Source data
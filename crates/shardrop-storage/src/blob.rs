//! The object-storage seam used by `ShardTransport`

use opendal::Operator;
use std::future::Future;
use std::sync::Arc;

/// Minimal blob interface: whole-object put, get and remove by key.
///
/// Errors are plain `opendal::Error`s so that wrappers (fault injection,
/// counting) can hand back the same kinds the real backends produce.
pub trait BlobStore: Send + Sync {
    fn put(&self, key: &str, body: Vec<u8>) -> impl Future<Output = opendal::Result<()>> + Send;

    fn get(&self, key: &str) -> impl Future<Output = opendal::Result<Vec<u8>>> + Send;

    fn remove(&self, key: &str) -> impl Future<Output = opendal::Result<()>> + Send;
}

impl BlobStore for Operator {
    async fn put(&self, key: &str, body: Vec<u8>) -> opendal::Result<()> {
        self.write(key, body).await.map(|_| ())
    }

    async fn get(&self, key: &str) -> opendal::Result<Vec<u8>> {
        Ok(self.read(key).await?.to_vec())
    }

    async fn remove(&self, key: &str) -> opendal::Result<()> {
        self.delete(key).await
    }
}

impl<T: BlobStore> BlobStore for Arc<T> {
    async fn put(&self, key: &str, body: Vec<u8>) -> opendal::Result<()> {
        (**self).put(key, body).await
    }

    async fn get(&self, key: &str) -> opendal::Result<Vec<u8>> {
        (**self).get(key).await
    }

    async fn remove(&self, key: &str) -> opendal::Result<()> {
        (**self).remove(key).await
    }
}

#[cfg(test)]
mod tests {
    use super::*;

    fn memory_op() -> Operator {
        Operator::new(opendal::services::Memory::default())
            .unwrap()
            .finish()
    }

    #[tokio::test]
    async fn operator_put_get_remove() {
        let op = memory_op();
        BlobStore::put(&op, "a/b", b"payload".to_vec()).await.unwrap();
        assert_eq!(BlobStore::get(&op, "a/b").await.unwrap(), b"payload");

        BlobStore::remove(&op, "a/b").await.unwrap();
        let err = BlobStore::get(&op, "a/b").await.unwrap_err();
        assert_eq!(err.kind(), opendal::ErrorKind::NotFound);
    }

    #[tokio::test]
    async fn arc_delegates() {
        let op = Arc::new(memory_op());
        op.put("k", vec![1, 2, 3]).await.unwrap();
        assert_eq!(op.get("k").await.unwrap(), vec![1, 2, 3]);
    }
}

Problem details
Please transcribe, exactly and with nothing added, the lines from the first line of the material above through the line that contains "fn memory_op() ->".

Task output
filename crates/shardrop-storage/src/blob.rs
//! The object-storage seam used by `ShardTransport`

use opendal::Operator;
use std::future::Future;
use std::sync::Arc;

/// Minimal blob interface: whole-object put, get and remove by key.
///
/// Errors are plain `opendal::Error`s so that wrappers (fault injection,
/// counting) can hand back the same kinds the real backends produce.
pub trait BlobStore: Send + Sync {
    fn put(&self, key: &str, body: Vec<u8>) -> impl Future<Output = opendal::Result<()>> + Send;

    fn get(&self, key: &str) -> impl Future<Output = opendal::Result<Vec<u8>>> + Send;

    fn remove(&self, key: &str) -> impl Future<Output = opendal::Result<()>> + Send;
}

impl BlobStore for Operator {
    async fn put(&self, key: &str, body: Vec<u8>) -> opendal::Result<()> {
        self.write(key, body).await.map(|_| ())
    }

    async fn get(&self, key: &str) -> opendal::Result<Vec<u8>> {
        Ok(self.read(key).await?.to_vec())
    }

    async fn remove(&self, key: &str) -> opendal::Result<()> {
        self.delete(key).await
    }
}

impl<T: BlobStore> BlobStore for Arc<T> {
    async fn put(&self, key: &str, body: Vec<u8>) -> opendal::Result<()> {
        (**self).put(key, body).await
    }

    async fn get(&self, key: &str) -> opendal::Result<Vec<u8>> {
        (**self).get(key).await
    }

    async fn remove(&self, key: &str) -> opendal::Result<()> {
        (**self).remove(key).await
    }
}

#[cfg(test)]
mod tests {
    use super::*;

    fn memory_op() -> Operator {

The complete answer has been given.